As far as reducing U.S. imports is concerned, faster growth in Germany and Japan holds out an equally slim hope. In the last two quarters, in response to their currencies’ appreciation, both German and Japanese exports have been declining: The volume of Japanese exports, for instance, fell for the sixth straight month in August, and even auto exports registered the second monthly decline in a row.

The United States, however, has not benefited from this since its trade gap has continued to widen. While the full numbers are not yet available, it appears that German and Japanese products have simply been replaced in the United States by imports from elsewhere--Canada, Brazil and the newly industrialized countries in East Asia, whose currencies have remained unchanged against the dollar.

Moreover, such countries as Korea, Taiwan and Hong Kong have a tremendous cost advantage over their U.S. competitors: Their manufacturing workers’ hourly wages are in many cases only one-tenth of what U.S. workers are paid.

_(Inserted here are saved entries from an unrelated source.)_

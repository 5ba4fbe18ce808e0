//! The [`Evaluator`] trait and the read context passed to it.
//!
//! Evaluators compute one or more output fields from declared dependency
//! fields. The store decides *when* an evaluator runs (only after every
//! dependency is up to date and at least one of them changed); the
//! evaluator decides *what* it computes.

use std::sync::Arc;

use hydrograph_core::{CompositeVector, FieldShape, KeyTag, StateError, Tag};
use hydrograph_mesh::Mesh;
use indexmap::IndexMap;

use crate::record::{FieldRecord, IoFlags};

/// Role of an evaluator in the dependency graph.
#[derive(Clone, Copy, Debug, PartialEq, Eq)]
pub enum EvaluatorKind {
    /// No dependencies; values are injected from outside the graph.
    Primary,
    /// No dependencies; values are computed once by the evaluator.
    Independent,
    /// Computed from declared dependencies.
    Secondary,
}

/// A unit of computation in the state graph.
///
/// # Contract
///
/// - `provides()` and `dependencies()` are fixed at construction and read
///   once, at setup.
/// - `evaluate()` fills `results[i]` for `provides()[i]`. Each result
///   arrives with its previous contents and must be fully overwritten.
/// - Reads go through [`EvalContext`], which rejects undeclared fields.
///
/// # Object safety
///
/// This trait is object-safe; the store keeps evaluators as
/// `Vec<Box<dyn Evaluator>>`.
pub trait Evaluator: Send {
    /// Name used in diagnostics and trace output.
    fn name(&self) -> &str;

    /// Graph role. Default: [`EvaluatorKind::Secondary`].
    fn kind(&self) -> EvaluatorKind {
        EvaluatorKind::Secondary
    }

    /// Output fields, in result order.
    fn provides(&self) -> &[KeyTag];

    /// Input fields, in resolution order.
    fn dependencies(&self) -> &[KeyTag];

    /// Shape this evaluator imposes on `output`, if any.
    ///
    /// Default: none; the output takes whatever consumers require.
    fn output_shape(&self, _output: &KeyTag) -> Option<FieldShape> {
        None
    }

    /// Shape to require of `dep`, given the accumulated shape of the
    /// evaluator's first output.
    ///
    /// Default: the same shape as the output.
    fn dependency_shape(&self, _dep: &KeyTag, output: &FieldShape) -> Option<FieldShape> {
        Some(output.clone())
    }

    /// Persistence flags for the outputs. Default: visualize, no checkpoint.
    fn io_flags(&self) -> IoFlags {
        IoFlags::default()
    }

    /// Compute all outputs.
    fn evaluate(
        &self,
        ctx: &EvalContext<'_>,
        results: &mut [CompositeVector],
    ) -> Result<(), StateError>;

    /// Compute `d(output)/d(wrt)` for every output, where `wrt` is one of
    /// [`dependencies`](Evaluator::dependencies).
    ///
    /// Results arrive zeroed. Default: unsupported.
    fn evaluate_partial_derivative(
        &self,
        _ctx: &EvalContext<'_>,
        wrt: &KeyTag,
        _results: &mut [CompositeVector],
    ) -> Result<(), StateError> {
        Err(StateError::UnsupportedDerivative {
            evaluator: self.name().to_string(),
            of: self
                .provides()
                .first()
                .cloned()
                .unwrap_or_else(|| wrt.clone()),
            wrt: wrt.clone(),
        })
    }
}

/// Read-only view of the store handed to [`Evaluator::evaluate`].
///
/// Only declared dependencies can be read, and only once they hold data.
pub struct EvalContext<'a> {
    consumer: &'a str,
    declared: &'a [KeyTag],
    records: &'a IndexMap<KeyTag, FieldRecord>,
    meshes: &'a IndexMap<String, Arc<dyn Mesh>>,
    times: &'a IndexMap<Tag, f64>,
}

impl<'a> EvalContext<'a> {
    /// Construct a context. Called by the store.
    pub(crate) fn new(
        consumer: &'a str,
        declared: &'a [KeyTag],
        records: &'a IndexMap<KeyTag, FieldRecord>,
        meshes: &'a IndexMap<String, Arc<dyn Mesh>>,
        times: &'a IndexMap<Tag, f64>,
    ) -> Self {
        Self {
            consumer,
            declared,
            records,
            meshes,
            times,
        }
    }

    /// Name of the evaluator this context was built for.
    pub fn consumer(&self) -> &str {
        self.consumer
    }

    /// Values of a declared dependency.
    pub fn field(&self, kt: &KeyTag) -> Result<&'a CompositeVector, StateError> {
        if !self.declared.contains(kt) {
            return Err(StateError::UndeclaredDependency {
                consumer: self.consumer.to_string(),
                field: kt.clone(),
            });
        }
        let rec = self
            .records
            .get(kt)
            .ok_or_else(|| StateError::UnresolvedDependency { field: kt.clone() })?;
        if !rec.is_initialized() {
            return Err(StateError::StaleDependency {
                consumer: self.consumer.to_string(),
                field: kt.clone(),
            });
        }
        Ok(rec.data())
    }

    /// One component of a declared dependency.
    pub fn view(&self, kt: &KeyTag, component: &str) -> Result<&'a [f64], StateError> {
        self.field(kt)?.view(component)
    }

    /// Mesh registered under `domain`.
    pub fn mesh(&self, domain: &str) -> Result<&'a dyn Mesh, StateError> {
        self.meshes
            .get(domain)
            .map(|m| m.as_ref())
            .ok_or_else(|| StateError::UnknownDomain {
                domain: domain.to_string(),
            })
    }

    /// Simulation time at `tag`, if set.
    pub fn time(&self, tag: &Tag) -> Option<f64> {
        self.times.get(tag).copied()
    }
}

#[cfg(test)]
mod tests {
    use super::*;
    use hydrograph_core::Key;

    #[test]
    fn undeclared_read_is_rejected() {
        let a = Key::from("a").at(&Tag::NEXT);
        let b = Key::from("b").at(&Tag::NEXT);
        let mut records = IndexMap::new();
        let mut rec = FieldRecord::new(b.clone(), FieldShape::scalar());
        rec.bump();
        records.insert(b.clone(), rec);
        let meshes = IndexMap::new();
        let times = IndexMap::new();
        let declared = [a.clone()];
        let ctx = EvalContext::new("c", &declared, &records, &meshes, &times);

        match ctx.field(&b) {
            Err(StateError::UndeclaredDependency { consumer, field }) => {
                assert_eq!(consumer, "c");
                assert_eq!(field, b);
            }
            other => panic!("expected UndeclaredDependency, got {other:?}"),
        }
    }

    #[test]
    fn uninitialized_read_is_stale() {
        let a = Key::from("a").at(&Tag::NEXT);
        let mut records = IndexMap::new();
        records.insert(a.clone(), FieldRecord::new(a.clone(), FieldShape::scalar()));
        let meshes = IndexMap::new();
        let times = IndexMap::new();
        let declared = [a.clone()];
        let ctx = EvalContext::new("c", &declared, &records, &meshes, &times);

        match ctx.field(&a) {
            Err(StateError::StaleDependency { .. }) => {}
            other => panic!("expected StaleDependency, got {other:?}"),
        }
    }
}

As they keep expanding production capabilities and venturing into increasingly more sophisticated product areas, the flood of their exports to the United States probably will continue to swell--unless it runs head-on into protectionist measures.

Will the major countries set aside their differences and cooperate in time to head off severe global protectionism? Let’s hope so, but the example of the late 1920s and the 1930s is not encouraging.